There is a common misconception that only really tall ladders cause fatal accidents. Many dangerous and fatal accidents can and do occur from working heights of less than six feet.
The Center for Construction Research and Training reported in January of 2014 the death of a 33-year-old window washer. The man ascended the ladder and then tied a five-gallon bucket to the top of it. Instead of placing the ladder so he could wash the window while facing it, he positioned the ladder so he had to work with his back facing the ladder. The majority of his weight was on the top rungs of the ladder and that, combined with the weight from the bucket, caused the ladder to tip over.
A nearby worker heard the fall and immediately called 9-1-1. When paramedics arrived the man was seizing and 14 hours later died at a local hospital. This fatal accident occurred while the man was working at a height of less than six feet from the ground.

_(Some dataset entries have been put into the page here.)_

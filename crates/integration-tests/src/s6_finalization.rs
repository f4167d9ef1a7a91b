//! Finalization only completes the ceremony once every
//! circuit has landed a valid `final` contribution; finalizing one circuit
//! out of several is not enough.

use crate::support::{ceremony_input, circuit_input, Harness};
use ceremony_ports::MetaStore;
use shared_types::{CeremonyState, Circuit, ContributionStep, ParticipantId, ParticipantStatus};

async fn complete_current_circuit(h: &Harness, ceremony_id: &shared_types::CeremonyId, participant_id: &ParticipantId, circuit: &Circuit) {
    for step in [ContributionStep::Computing, ContributionStep::Uploading] {
        h.dispatcher
            .progress_to_next_contribution_step(ceremony_id, participant_id, step)
            .await
            .unwrap();
    }
    let object_key = format!("circuits/{}/contributions/{}_00001.zkey", circuit.prefix, circuit.prefix);
    let bucket = h.meta_store.get_ceremony(ceremony_id).await.unwrap().bucket_name;
    let upload_id = h
        .dispatcher
        .open_multi_part_upload(ceremony_id, participant_id, &bucket, &object_key)
        .await
        .unwrap();
    let chunk = h.blob_store.simulate_part_upload(&upload_id, 1, b"zkey bytes".to_vec());
    h.dispatcher
        .temporary_store_uploaded_chunk_data(ceremony_id, participant_id, &bucket, &object_key, chunk.clone())
        .await
        .unwrap();
    h.dispatcher
        .complete_multi_part_upload(ceremony_id, participant_id, &bucket, &object_key, &upload_id, vec![chunk])
        .await
        .unwrap();
    h.dispatcher.verify_contribution(ceremony_id, &circuit.id, participant_id).await.unwrap();
}

#[tokio::test]
async fn ceremony_finalizes_only_once_every_circuit_has_landed() {
    let h = Harness::new();
    let alice = ParticipantId::from("alice");

    let ceremony = h
        .dispatcher
        .setup_ceremony(ceremony_input(
            "s6",
            vec![circuit_input(1, "s6a", Some(3600)), circuit_input(2, "s6b", Some(3600))],
        ))
        .await
        .unwrap();
    h.force_open(&ceremony.id).await;

    let mut circuits = h.meta_store.list_circuits(&ceremony.id).await.unwrap();
    circuits.sort_by_key(|c| c.sequence_position);
    let (circuit_a, circuit_b) = (circuits[0].clone(), circuits[1].clone());

    h.join_and_ready(&ceremony.id, &alice).await;
    complete_current_circuit(&h, &ceremony.id, &alice, &circuit_a).await;

    let alice_state = h.meta_store.get_participant(&ceremony.id, &alice).await.unwrap();
    assert_eq!(alice_state.status, ParticipantStatus::Waiting);
    assert_eq!(alice_state.contribution_progress, 1);

    // One more check_participant_for_ceremony call: WAITING -> READY, and
    // since circuit b's queue is empty, READY admits and promotes in the
    // same call.
    let alice_state = h
        .dispatcher
        .check_participant_for_ceremony(&ceremony.id, &alice)
        .await
        .unwrap();
    assert_eq!(alice_state.status, ParticipantStatus::Contributing);

    complete_current_circuit(&h, &ceremony.id, &alice, &circuit_b).await;
    let alice_state = h.meta_store.get_participant(&ceremony.id, &alice).await.unwrap();
    assert_eq!(alice_state.status, ParticipantStatus::Done);
    assert_eq!(alice_state.contribution_progress, 2);

    h.force_close(&ceremony.id).await;

    h.dispatcher.finalize_circuit(&ceremony.id, &circuit_a.id).await.unwrap();
    assert!(h.dispatcher.finalize_ceremony(&ceremony.id).await.is_err());

    let final_b = h.dispatcher.finalize_circuit(&ceremony.id, &circuit_b.id).await.unwrap();
    assert!(final_b.valid);
    assert!(final_b.zkey_index.is_final());

    let ceremony = h.dispatcher.finalize_ceremony(&ceremony.id).await.unwrap();
    assert_eq!(ceremony.state, CeremonyState::Finalized);

    for circuit in [&circuit_a, &circuit_b] {
        assert!(h
            .blob_store
            .object_exists(
                &ceremony.bucket_name,
                &format!("circuits/{}/contributions/{}_final.zkey", circuit.prefix, circuit.prefix)
            )
            .await
            .unwrap());
        assert!(h
            .blob_store
            .object_exists(&ceremony.bucket_name, &format!("circuits/{}/{}_vkey.json", circuit.prefix, circuit.prefix))
            .await
            .unwrap());
        assert!(h
            .blob_store
            .object_exists(&ceremony.bucket_name, &format!("circuits/{}/{}_verifier.sol", circuit.prefix, circuit.prefix))
            .await
            .unwrap());
    }
}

Ways To Prevent Fatal Ladder Falls
This death could have been prevented. Here are a few steps that can be taken to help prevent fatal ladder falls:
- The company should provide hands on training so workers understand how to work safely
- The company should provide written safety material that details policies and procedures to be followed to avoid unsafe practices such as:
- Not placing heavy items on the top or side of a ladder
- Never working from the top two rungs on an A-frame ladder and the top three rungs of an extension ladder
- Never overreaching or leaning
- Always working facing the ladder
- Always maintaining three points of contact with the ladder
This tragedy can be avoided by implementing some or all of the suggestions listed above. Together we can limit the number of fatal ladder falls by better training and preparing workers.